* Stored data *

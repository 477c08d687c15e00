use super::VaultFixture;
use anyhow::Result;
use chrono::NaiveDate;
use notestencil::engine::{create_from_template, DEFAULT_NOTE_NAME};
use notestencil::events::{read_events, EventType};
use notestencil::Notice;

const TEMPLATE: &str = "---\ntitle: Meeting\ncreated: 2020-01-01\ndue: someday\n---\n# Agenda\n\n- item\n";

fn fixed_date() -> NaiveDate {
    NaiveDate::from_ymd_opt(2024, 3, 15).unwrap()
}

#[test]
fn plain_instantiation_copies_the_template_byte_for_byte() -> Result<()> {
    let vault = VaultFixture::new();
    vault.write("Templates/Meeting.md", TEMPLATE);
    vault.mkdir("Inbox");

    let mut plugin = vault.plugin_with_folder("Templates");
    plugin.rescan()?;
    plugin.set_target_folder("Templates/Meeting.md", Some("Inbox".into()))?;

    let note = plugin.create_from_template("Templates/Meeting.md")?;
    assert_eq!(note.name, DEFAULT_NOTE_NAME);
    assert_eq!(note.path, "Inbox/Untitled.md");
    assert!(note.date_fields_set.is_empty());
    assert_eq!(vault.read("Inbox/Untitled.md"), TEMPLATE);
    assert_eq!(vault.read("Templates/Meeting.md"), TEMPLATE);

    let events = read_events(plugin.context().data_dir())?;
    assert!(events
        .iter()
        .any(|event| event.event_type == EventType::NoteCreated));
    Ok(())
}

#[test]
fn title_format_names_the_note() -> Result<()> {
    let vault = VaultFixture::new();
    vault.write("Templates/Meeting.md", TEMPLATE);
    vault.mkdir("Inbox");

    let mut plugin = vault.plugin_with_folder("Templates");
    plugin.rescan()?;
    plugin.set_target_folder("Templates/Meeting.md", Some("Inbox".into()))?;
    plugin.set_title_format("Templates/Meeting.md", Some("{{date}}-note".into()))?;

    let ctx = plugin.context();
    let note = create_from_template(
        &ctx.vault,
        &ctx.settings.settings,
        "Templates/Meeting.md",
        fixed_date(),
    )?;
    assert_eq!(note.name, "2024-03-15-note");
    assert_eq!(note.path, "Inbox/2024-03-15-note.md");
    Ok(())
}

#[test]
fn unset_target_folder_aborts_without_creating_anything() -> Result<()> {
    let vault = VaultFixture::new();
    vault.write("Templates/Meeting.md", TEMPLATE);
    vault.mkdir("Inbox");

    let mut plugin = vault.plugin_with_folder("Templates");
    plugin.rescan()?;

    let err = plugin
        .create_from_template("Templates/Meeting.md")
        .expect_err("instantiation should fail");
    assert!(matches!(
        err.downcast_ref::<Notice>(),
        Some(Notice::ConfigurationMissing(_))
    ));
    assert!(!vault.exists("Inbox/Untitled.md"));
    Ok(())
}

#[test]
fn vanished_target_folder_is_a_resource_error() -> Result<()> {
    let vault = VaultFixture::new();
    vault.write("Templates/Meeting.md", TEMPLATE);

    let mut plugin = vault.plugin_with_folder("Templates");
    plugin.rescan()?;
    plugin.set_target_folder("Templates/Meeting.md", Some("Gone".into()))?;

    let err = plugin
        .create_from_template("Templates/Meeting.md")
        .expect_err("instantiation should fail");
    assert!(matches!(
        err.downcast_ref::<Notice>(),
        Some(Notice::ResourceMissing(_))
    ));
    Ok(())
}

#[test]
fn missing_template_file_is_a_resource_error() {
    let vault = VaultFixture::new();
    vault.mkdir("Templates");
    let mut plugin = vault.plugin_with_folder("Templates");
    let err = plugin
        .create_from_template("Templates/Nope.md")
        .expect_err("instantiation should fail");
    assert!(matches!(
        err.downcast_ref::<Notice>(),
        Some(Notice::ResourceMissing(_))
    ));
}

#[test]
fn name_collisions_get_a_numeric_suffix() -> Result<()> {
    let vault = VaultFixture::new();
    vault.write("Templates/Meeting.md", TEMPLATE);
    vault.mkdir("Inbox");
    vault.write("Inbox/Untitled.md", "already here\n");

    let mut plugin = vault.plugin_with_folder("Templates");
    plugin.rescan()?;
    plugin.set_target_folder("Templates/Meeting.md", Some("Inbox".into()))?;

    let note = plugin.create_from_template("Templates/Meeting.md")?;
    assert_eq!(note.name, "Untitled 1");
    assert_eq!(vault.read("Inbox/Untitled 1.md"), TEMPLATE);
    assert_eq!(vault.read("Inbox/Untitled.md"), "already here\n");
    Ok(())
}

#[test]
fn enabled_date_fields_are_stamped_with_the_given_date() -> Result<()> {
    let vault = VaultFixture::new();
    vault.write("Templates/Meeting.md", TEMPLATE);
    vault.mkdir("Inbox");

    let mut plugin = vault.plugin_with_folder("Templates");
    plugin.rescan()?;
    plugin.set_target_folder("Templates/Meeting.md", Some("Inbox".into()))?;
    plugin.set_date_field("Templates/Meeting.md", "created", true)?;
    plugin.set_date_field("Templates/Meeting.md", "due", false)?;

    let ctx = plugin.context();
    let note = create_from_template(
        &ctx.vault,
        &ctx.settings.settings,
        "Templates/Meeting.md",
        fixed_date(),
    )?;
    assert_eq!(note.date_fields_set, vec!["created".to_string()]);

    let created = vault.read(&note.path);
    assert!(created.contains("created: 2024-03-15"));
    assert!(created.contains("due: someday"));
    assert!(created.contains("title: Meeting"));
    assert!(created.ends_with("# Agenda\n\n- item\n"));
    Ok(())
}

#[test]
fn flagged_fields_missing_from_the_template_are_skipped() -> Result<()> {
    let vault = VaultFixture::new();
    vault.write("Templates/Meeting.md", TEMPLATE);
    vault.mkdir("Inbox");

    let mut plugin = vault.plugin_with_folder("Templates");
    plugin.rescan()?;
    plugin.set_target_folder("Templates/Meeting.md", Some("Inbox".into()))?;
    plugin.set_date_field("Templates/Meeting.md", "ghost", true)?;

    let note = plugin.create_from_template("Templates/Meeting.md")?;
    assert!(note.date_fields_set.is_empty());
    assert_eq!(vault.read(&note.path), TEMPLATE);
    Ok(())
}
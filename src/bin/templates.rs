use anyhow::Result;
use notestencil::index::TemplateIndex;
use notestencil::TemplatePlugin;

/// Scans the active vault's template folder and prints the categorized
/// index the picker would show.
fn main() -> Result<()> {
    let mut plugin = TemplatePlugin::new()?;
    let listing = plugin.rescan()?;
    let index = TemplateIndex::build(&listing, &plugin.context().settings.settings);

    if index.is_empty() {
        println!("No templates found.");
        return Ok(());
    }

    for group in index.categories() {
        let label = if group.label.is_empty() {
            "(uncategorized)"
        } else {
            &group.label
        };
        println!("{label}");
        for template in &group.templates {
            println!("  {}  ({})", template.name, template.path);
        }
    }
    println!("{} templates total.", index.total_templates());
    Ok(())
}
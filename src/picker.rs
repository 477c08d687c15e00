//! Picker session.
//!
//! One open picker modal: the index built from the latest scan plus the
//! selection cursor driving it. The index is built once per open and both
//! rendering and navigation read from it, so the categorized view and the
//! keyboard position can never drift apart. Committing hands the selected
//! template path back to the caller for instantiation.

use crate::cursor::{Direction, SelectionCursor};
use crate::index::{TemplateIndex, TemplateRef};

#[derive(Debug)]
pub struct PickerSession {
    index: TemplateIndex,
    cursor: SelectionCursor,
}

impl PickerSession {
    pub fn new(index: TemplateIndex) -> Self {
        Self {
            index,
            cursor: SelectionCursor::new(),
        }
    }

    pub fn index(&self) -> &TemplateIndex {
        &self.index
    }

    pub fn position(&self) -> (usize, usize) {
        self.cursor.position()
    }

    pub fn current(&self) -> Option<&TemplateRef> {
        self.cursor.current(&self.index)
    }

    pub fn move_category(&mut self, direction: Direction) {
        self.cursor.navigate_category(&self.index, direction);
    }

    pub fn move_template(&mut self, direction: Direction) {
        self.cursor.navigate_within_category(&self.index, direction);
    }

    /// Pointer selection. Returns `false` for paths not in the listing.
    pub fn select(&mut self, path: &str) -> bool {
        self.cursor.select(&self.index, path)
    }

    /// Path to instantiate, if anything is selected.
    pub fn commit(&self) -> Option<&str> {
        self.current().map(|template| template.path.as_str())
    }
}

* EXERCISE OBJECTIVE *
Your reply must consist solely of the number of lines in the data that contain the word "built".

* YOUR RESPONSE *
2